Functional analysis of the NSPF gene family
Given the high abundance of the NSPF protein, the conserved nature of these genes, and their potential as signaling peptides, we hypothesized these genes could be important for male fertility either during spermatogenesis or in sperm competition. Using CRISPR, we knocked out the three NSPF genes in the C. elegans standard laboratory strain (N2) to directly test the function of this gene family. We quantified male reproductive success, by allowing single males to mate with an excess of females over a 24 h period. Very little difference in progeny production was observed between knockout and wildtype males (t = − 0.81, df = 26, p = 0.42; Fig. 6a). Given the size of our experiment and the large sampling variance in individual fecundity, we would have been able to detect a difference between backgrounds of 24% with 80% power, so we possibly missed some effects if they were particularly subtle. We also measured the role of these genes in male competitive success, finding again that knocking out these genes had no effect on male fertility (Fig. 6b).

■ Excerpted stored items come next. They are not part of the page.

//! Bindings to the external CUDA kernel library.
//!
//! The kernels are compiled separately with `nvcc` into `libmkcuda`, which
//! exports one C entry point per (variant, element type). Each entry point
//! launches its kernel, synchronizes, and returns the `cudaError_t` of the
//! launch (0 on success).

use std::ffi::c_int;

use mk_matrix::{DType, MatrixError};

use crate::backend::{DeviceGemm, DeviceKernel};
use crate::error::{DeviceError, Result};

type GemmF32 = unsafe extern "C" fn(*const f32, *const f32, *mut f32, u32, u32, u32) -> c_int;
type GemmF64 = unsafe extern "C" fn(*const f64, *const f64, *mut f64, u32, u32, u32) -> c_int;
type GemmI32 = unsafe extern "C" fn(*const i32, *const i32, *mut i32, u32, u32, u32) -> c_int;

extern "C" {
    fn mk_cuda_matmul_naive_f32(
        a: *const f32,
        b: *const f32,
        c: *mut f32,
        rows: u32,
        inner: u32,
        cols: u32,
    ) -> c_int;
    fn mk_cuda_matmul_naive_f64(
        a: *const f64,
        b: *const f64,
        c: *mut f64,
        rows: u32,
        inner: u32,
        cols: u32,
    ) -> c_int;
    fn mk_cuda_matmul_naive_i32(
        a: *const i32,
        b: *const i32,
        c: *mut i32,
        rows: u32,
        inner: u32,
        cols: u32,
    ) -> c_int;
    fn mk_cuda_matmul_shared_f32(
        a: *const f32,
        b: *const f32,
        c: *mut f32,
        rows: u32,
        inner: u32,
        cols: u32,
    ) -> c_int;
    fn mk_cuda_matmul_shared_f64(
        a: *const f64,
        b: *const f64,
        c: *mut f64,
        rows: u32,
        inner: u32,
        cols: u32,
    ) -> c_int;
    fn mk_cuda_matmul_shared_i32(
        a: *const i32,
        b: *const i32,
        c: *mut i32,
        rows: u32,
        inner: u32,
        cols: u32,
    ) -> c_int;
}

struct EntryPoints {
    f32: GemmF32,
    f64: GemmF64,
    i32: GemmI32,
}

const NAIVE: EntryPoints = EntryPoints {
    f32: mk_cuda_matmul_naive_f32,
    f64: mk_cuda_matmul_naive_f64,
    i32: mk_cuda_matmul_naive_i32,
};

const SHARED: EntryPoints = EntryPoints {
    f32: mk_cuda_matmul_shared_f32,
    f64: mk_cuda_matmul_shared_f64,
    i32: mk_cuda_matmul_shared_i32,
};

/// The naive and shared-memory CUDA kernels from `libmkcuda`.
#[derive(Debug, Default, Clone, Copy)]
pub struct CudaKernels;

impl CudaKernels {
    pub fn new() -> Self {
        Self
    }

    fn launch(&self, entry: &EntryPoints, gemm: &DeviceGemm) -> Result<()> {
        let dim = |n: usize| {
            u32::try_from(n).map_err(|_| MatrixError::InvalidDimension {
                rows: gemm.rows(),
                cols: gemm.cols(),
                reason: "dimension exceeds the CUDA kernels' 32-bit index range",
            })
        };
        let rows = dim(gemm.rows())?;
        let inner = dim(gemm.inner())?;
        let cols = dim(gemm.cols())?;

        // SAFETY: `gemm` was built from `DeviceMatrix` handles whose
        // constructor guarantees valid device allocations of the stated
        // shape and element type, and the element type picks the entry point.
        let status = unsafe {
            match gemm.dtype() {
                DType::F32 => {
                    (entry.f32)(gemm.a().cast(), gemm.b().cast(), gemm.c().cast(), rows, inner, cols)
                }
                DType::F64 => {
                    (entry.f64)(gemm.a().cast(), gemm.b().cast(), gemm.c().cast(), rows, inner, cols)
                }
                DType::I32 => {
                    (entry.i32)(gemm.a().cast(), gemm.b().cast(), gemm.c().cast(), rows, inner, cols)
                }
            }
        };
        if status != 0 {
            return Err(DeviceError::Backend {
                kernel: self.name().to_string(),
                message: format!("CUDA error code {status}"),
            });
        }
        Ok(())
    }
}

impl DeviceKernel for CudaKernels {
    fn name(&self) -> &str {
        "cuda"
    }

    fn supports(&self, dtype: DType) -> bool {
        matches!(dtype, DType::F32 | DType::F64 | DType::I32)
    }

    fn naive(&self, gemm: &DeviceGemm) -> Result<()> {
        self.launch(&NAIVE, gemm)
    }

    fn shared(&self, gemm: &DeviceGemm) -> Result<()> {
        self.launch(&SHARED, gemm)
    }
}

In fact, knockout males were no worse competitors than wildtype males (z = − 0.12, p = 0.90) and produced roughly 50% of the progeny measured (proportions test: χ2 = 1.27, df = 1, p = 0.26, C.I. of progeny produced = 27.4–55.9%). Overall, then, despite is prevalence within the sperm membranous organelle, the NSPF gene family does not appear to play an important role in male fertilization success.